Huh, Debi sedih mengingat persahabatannya dengan Marko yang sudah tak lagi seperti dulu. Padahal dulu Debi sangat dekat dengan Marko, tapi sekarang mereka seperti orang asing yang tak saling kenal.

"Marko, kamu jahat."

Marko dan juga Debi mengalihkan pandangan mereka saat mendengar suara seseorang. Saat itu mereka melihat Maya yang tengah berdiri di samping Marko.

Debi melihat Maya dengan tatapan penuh tanya.
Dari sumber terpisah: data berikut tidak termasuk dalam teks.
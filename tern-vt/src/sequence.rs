//! Sequence accumulation.
//!
//! A [`Sequence`] is the unit of dispatch: everything the parser collected
//! between the introducer and the final byte of one control function. It is
//! built incrementally from parser events and read-only once dispatched.

use crate::functions::FunctionCategory;

/// One numeric parameter. Empty positions read as 0; values saturate.
pub type Parameter = u16;

/// A control sequence under construction or ready for dispatch.
#[derive(Debug, Clone, PartialEq, Eq)]
pub struct Sequence {
    category: FunctionCategory,
    leader: u8,
    /// Parameter groups; each group is the parameter followed by its
    /// sub-parameters.
    parameters: Vec<Vec<Parameter>>,
    /// Intermediate bytes for ESC/CSI/DCS, or the textual OSC payload.
    intermediates: Vec<u8>,
    final_byte: u8,
    /// Payload accumulated between DCS hook and ST.
    data: String,
}

impl Sequence {
    /// Upper bound on parameter groups; extra groups are ignored.
    pub const MAX_PARAMETERS: usize = 16;
    /// Upper bound on sub-parameters per group; extras are ignored.
    pub const MAX_SUB_PARAMETERS: usize = 8;
    /// Upper bound on the OSC payload in bytes; excess is dropped but the
    /// truncated payload still dispatches.
    pub const MAX_OSC_LENGTH: usize = 8192;
    /// Upper bound on collected intermediate bytes. No registered function
    /// uses more than one; extras beyond this many only feed diagnostics.
    pub const MAX_INTERMEDIATES: usize = 4;

    pub fn new() -> Self {
        Self {
            category: FunctionCategory::C0,
            leader: 0,
            parameters: Vec::with_capacity(Self::MAX_PARAMETERS),
            intermediates: Vec::new(),
            final_byte: 0,
            data: String::new(),
        }
    }

    /// Forget everything; ready to accumulate the next sequence.
    pub fn clear(&mut self) {
        self.category = FunctionCategory::C0;
        self.leader = 0;
        self.parameters.clear();
        self.intermediates.clear();
        self.final_byte = 0;
        self.data.clear();
    }

    pub fn set_category(&mut self, category: FunctionCategory) {
        self.category = category;
    }

    pub fn set_leader(&mut self, leader: u8) {
        self.leader = leader;
    }

    pub fn set_final(&mut self, final_byte: u8) {
        self.final_byte = final_byte;
    }

    pub fn collect(&mut self, intermediate: u8) {
        if self.intermediates.len() < Self::MAX_INTERMEDIATES {
            self.intermediates.push(intermediate);
        }
    }

    /// Append one UTF-8 codepoint to the OSC payload, bounded by
    /// [`Self::MAX_OSC_LENGTH`].
    pub fn put_osc(&mut self, ch: char) {
        let mut buf = [0u8; 4];
        let encoded = ch.encode_utf8(&mut buf);
        if self.intermediates.len() + encoded.len() <= Self::MAX_OSC_LENGTH {
            self.intermediates.extend_from_slice(encoded.as_bytes());
        }
    }

    /// Feed one parameter byte: a digit accumulates into the current
    /// sub-parameter (saturating at `u16::MAX`), `;` opens a new parameter
    /// group, `:` a new sub-parameter within the current group.
    pub fn param_byte(&mut self, byte: u8) {
        if self.parameters.is_empty() {
            self.parameters.push(vec![0]);
        }
        match byte {
            b';' => {
                if self.parameters.len() < Self::MAX_PARAMETERS {
                    self.parameters.push(vec![0]);
                }
            }
            b':' => {
                let group = self.parameters.last_mut().unwrap();
                if group.len() < Self::MAX_SUB_PARAMETERS {
                    group.push(0);
                }
            }
            b'0'..=b'9' => {
                let slot = self.parameters.last_mut().unwrap().last_mut().unwrap();
                *slot = slot
                    .saturating_mul(10)
                    .saturating_add((byte - b'0') as Parameter);
            }
            _ => {}
        }
    }

    /// Push a complete parameter group (used for the parsed OSC code).
    pub fn push_parameter(&mut self, value: Parameter) {
        if self.parameters.len() < Self::MAX_PARAMETERS {
            self.parameters.push(vec![value]);
        }
    }

    // accessors

    pub fn category(&self) -> FunctionCategory {
        self.category
    }

    pub fn leader(&self) -> Option<u8> {
        (self.leader != 0).then_some(self.leader)
    }

    pub fn final_byte(&self) -> u8 {
        self.final_byte
    }

    pub fn intermediates(&self) -> &[u8] {
        &self.intermediates
    }

    /// The OSC payload (valid UTF-8 by construction of `put_osc`).
    pub fn osc_payload(&self) -> &str {
        std::str::from_utf8(&self.intermediates).unwrap_or("")
    }

    /// Drop `n` leading bytes of the OSC payload (the parsed code prefix).
    pub fn strip_osc_prefix(&mut self, n: usize) {
        self.intermediates.drain(..n.min(self.intermediates.len()));
    }

    pub fn data(&self) -> &str {
        &self.data
    }

    pub fn data_mut(&mut self) -> &mut String {
        &mut self.data
    }

    pub fn parameter_count(&self) -> usize {
        self.parameters.len()
    }

    /// Number of sub-parameters in group `index` (0 when absent).
    pub fn subparam_count(&self, index: usize) -> usize {
        self.parameters
            .get(index)
            .map(|g| g.len() - 1)
            .unwrap_or(0)
    }

    /// The parameter in group `index`; 0 when the group is absent.
    pub fn param(&self, index: usize) -> Parameter {
        self.parameters
            .get(index)
            .map(|g| g[0])
            .unwrap_or(0)
    }

    /// Sub-parameter `sub` of group `index`; 0 when absent.
    pub fn subparam(&self, index: usize, sub: usize) -> Parameter {
        self.parameters
            .get(index)
            .and_then(|g| g.get(sub + 1))
            .copied()
            .unwrap_or(0)
    }

    /// The parameter at `index`, `None` when absent *or zero*.
    ///
    /// Zero coalesces with absent because the callers of this accessor are
    /// functions for which zero historically means "use the default"
    /// (cursor movement counts and the like).
    pub fn param_opt(&self, index: usize) -> Option<Parameter> {
        match self.parameters.get(index) {
            Some(group) if group[0] != 0 => Some(group[0]),
            _ => None,
        }
    }

    pub fn param_or(&self, index: usize, default: Parameter) -> Parameter {
        self.param_opt(index).unwrap_or(default)
    }

    pub fn contains_parameter(&self, value: Parameter) -> bool {
        self.parameters.iter().any(|g| g[0] == value)
    }

    /// Reconstructs the raw byte form of this sequence (parameters are
    /// numerically normalized: leading zeros do not survive).
    pub fn raw(&self) -> String {
        let mut out = String::new();
        match self.category {
            FunctionCategory::C0 => {}
            FunctionCategory::Esc => out.push('\x1b'),
            FunctionCategory::Csi => out.push_str("\x1b["),
            FunctionCategory::Dcs => out.push_str("\x1bP"),
            FunctionCategory::Osc => out.push_str("\x1b]"),
        }

        if let Some(leader) = self.leader() {
            out.push(leader as char);
        }

        if self.parameter_count() > 1 || (self.parameter_count() == 1 && self.param(0) != 0) {
            for (i, group) in self.parameters.iter().enumerate() {
                if i > 0 {
                    out.push(';');
                }
                for (k, value) in group.iter().enumerate() {
                    if k > 0 {
                        out.push(':');
                    }
                    out.push_str(&value.to_string());
                }
            }
        }

        if self.category != FunctionCategory::Osc {
            for &b in &self.intermediates {
                out.push(b as char);
            }
        } else {
            out.push_str(self.osc_payload());
        }

        if self.final_byte != 0 {
            out.push(self.final_byte as char);
        }

        if !self.data.is_empty() {
            out.push_str(&self.data);
            out.push_str("\x1b\\");
        }

        out
    }

    /// Human readable rendering for diagnostics.
    pub fn text(&self) -> String {
        let mut out = String::new();
        out.push_str(match self.category {
            FunctionCategory::C0 => "C0",
            FunctionCategory::Esc => "ESC",
            FunctionCategory::Csi => "CSI",
            FunctionCategory::Dcs => "DCS",
            FunctionCategory::Osc => "OSC",
        });

        if let Some(leader) = self.leader() {
            out.push(' ');
            out.push(leader as char);
        }

        if self.parameter_count() > 1 || (self.parameter_count() == 1 && self.param(0) != 0) {
            out.push(' ');
            for (i, group) in self.parameters.iter().enumerate() {
                if i > 0 {
                    out.push(';');
                }
                for (k, value) in group.iter().enumerate() {
                    if k > 0 {
                        out.push(':');
                    }
                    out.push_str(&value.to_string());
                }
            }
        }

        if !self.intermediates.is_empty() {
            out.push(' ');
            if self.category == FunctionCategory::Osc {
                out.push_str(self.osc_payload());
            } else {
                for &b in &self.intermediates {
                    out.push(b as char);
                }
            }
        }

        if self.final_byte != 0 {
            out.push(' ');
            out.push(self.final_byte as char);
        }

        if !self.data.is_empty() {
            out.push_str(" \"");
            out.push_str(&self.data.escape_debug().to_string());
            out.push_str("\" ST");
        }

        out
    }
}

impl Default for Sequence {
    fn default() -> Self {
        Self::new()
    }
}

#[cfg(test)]
mod tests {
    use super::*;

    fn feed(seq: &mut Sequence, bytes: &[u8]) {
        for &b in bytes {
            seq.param_byte(b);
        }
    }

    #[test]
    fn test_empty() {
        let seq = Sequence::new();
        assert_eq!(seq.parameter_count(), 0);
        assert_eq!(seq.param(0), 0);
        assert_eq!(seq.param_opt(0), None);
        assert_eq!(seq.param_or(0, 7), 7);
    }

    #[test]
    fn test_single_param() {
        let mut seq = Sequence::new();
        feed(&mut seq, b"42");
        assert_eq!(seq.parameter_count(), 1);
        assert_eq!(seq.param(0), 42);
        assert_eq!(seq.param_opt(0), Some(42));
    }

    #[test]
    fn test_multiple_params() {
        let mut seq = Sequence::new();
        feed(&mut seq, b"1;22;333");
        assert_eq!(seq.parameter_count(), 3);
        assert_eq!(seq.param(0), 1);
        assert_eq!(seq.param(1), 22);
        assert_eq!(seq.param(2), 333);
    }

    #[test]
    fn test_empty_positions_default_to_zero() {
        let mut seq = Sequence::new();
        feed(&mut seq, b";5;");
        assert_eq!(seq.parameter_count(), 3);
        assert_eq!(seq.param(0), 0);
        assert_eq!(seq.param(1), 5);
        assert_eq!(seq.param(2), 0);
        assert_eq!(seq.param_or(0, 1), 1);
        assert_eq!(seq.param_or(1, 1), 5);
    }

    #[test]
    fn test_subparams() {
        let mut seq = Sequence::new();
        feed(&mut seq, b"38:2:10:20:30;1");
        assert_eq!(seq.parameter_count(), 2);
        assert_eq!(seq.param(0), 38);
        assert_eq!(seq.subparam_count(0), 4);
        assert_eq!(seq.subparam(0, 0), 2);
        assert_eq!(seq.subparam(0, 3), 30);
        assert_eq!(seq.param(1), 1);
        assert_eq!(seq.subparam_count(1), 0);
    }

    #[test]
    fn test_saturation() {
        let mut seq = Sequence::new();
        feed(&mut seq, b"99999999");
        assert_eq!(seq.param(0), u16::MAX);
    }

    #[test]
    fn test_param_count_bound() {
        let mut seq = Sequence::new();
        for _ in 0..40 {
            feed(&mut seq, b"1;");
        }
        assert_eq!(seq.parameter_count(), Sequence::MAX_PARAMETERS);
    }

    #[test]
    fn test_subparam_count_bound() {
        let mut seq = Sequence::new();
        feed(&mut seq, b"4");
        for _ in 0..20 {
            feed(&mut seq, b":1");
        }
        assert_eq!(seq.subparam_count(0), Sequence::MAX_SUB_PARAMETERS - 1);
    }

    #[test]
    fn test_osc_length_bound() {
        let mut seq = Sequence::new();
        seq.set_category(FunctionCategory::Osc);
        for _ in 0..Sequence::MAX_OSC_LENGTH + 100 {
            seq.put_osc('x');
        }
        assert_eq!(seq.osc_payload().len(), Sequence::MAX_OSC_LENGTH);
    }

    #[test]
    fn test_raw_csi() {
        let mut seq = Sequence::new();
        seq.set_category(FunctionCategory::Csi);
        feed(&mut seq, b"10;20");
        seq.set_final(b'H');
        assert_eq!(seq.raw(), "\x1b[10;20H");
    }

    #[test]
    fn test_raw_private_mode() {
        let mut seq = Sequence::new();
        seq.set_category(FunctionCategory::Csi);
        seq.set_leader(b'?');
        feed(&mut seq, b"2026");
        seq.set_final(b'h');
        assert_eq!(seq.raw(), "\x1b[?2026h");
    }

    #[test]
    fn test_raw_subparams_normalized() {
        let mut seq = Sequence::new();
        seq.set_category(FunctionCategory::Csi);
        feed(&mut seq, b"4:03");
        seq.set_final(b'm');
        // leading zeros are normalized away
        assert_eq!(seq.raw(), "\x1b[4:3m");
    }

    #[test]
    fn test_raw_dcs_with_data() {
        let mut seq = Sequence::new();
        seq.set_category(FunctionCategory::Dcs);
        seq.collect(b'$');
        seq.set_final(b'q');
        seq.data_mut().push('m');
        assert_eq!(seq.raw(), "\x1bP$qm\x1b\\");
    }

    #[test]
    fn test_raw_esc_omits_default_params() {
        let mut seq = Sequence::new();
        seq.set_category(FunctionCategory::Esc);
        seq.set_final(b'7');
        assert_eq!(seq.raw(), "\x1b7");
    }

    #[test]
    fn test_clear() {
        let mut seq = Sequence::new();
        seq.set_category(FunctionCategory::Csi);
        seq.set_leader(b'?');
        feed(&mut seq, b"1;2");
        seq.set_final(b'h');
        seq.clear();
        assert_eq!(seq.parameter_count(), 0);
        assert_eq!(seq.leader(), None);
        assert_eq!(seq.final_byte(), 0);
        assert_eq!(seq.category(), FunctionCategory::C0);
    }
}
Sementara Marko sebaliknya. Marko terkejut saat tiba-tiba Maya ada di sampingnya. Marko panik jika keberadaan Maya akan membuat semua rencananya kacau.

"Ih, kamu kok diam saja sih Marko. Seharusnya kamu mengkhawatirkan aku. lihat, gara-gara kamu, aku jadi kayak gini."

Marko masih diam dan melihat Debi. Entah apa arti tatapan Debi. Yang jelas tatapan Debi tak bisa Marko baca.

"Marko, kok kamu masih diam saja sih? Seharusnya kamu mengkhawatirkan pacar kamu," sambung Maya kesal saat tak kunjung mendapatkan jawaban dari Marko.

Wajah Marko terlihat pucat saat Maya menyebutkan kata yang tidak ia harapkan Debi dengan. Marko terus melihat Debi untuk melihat reaksinya. Namun sayangnya tanpa berucap. Marko melihat Debi melangkahkan kakinya masuk ke dalam kelas.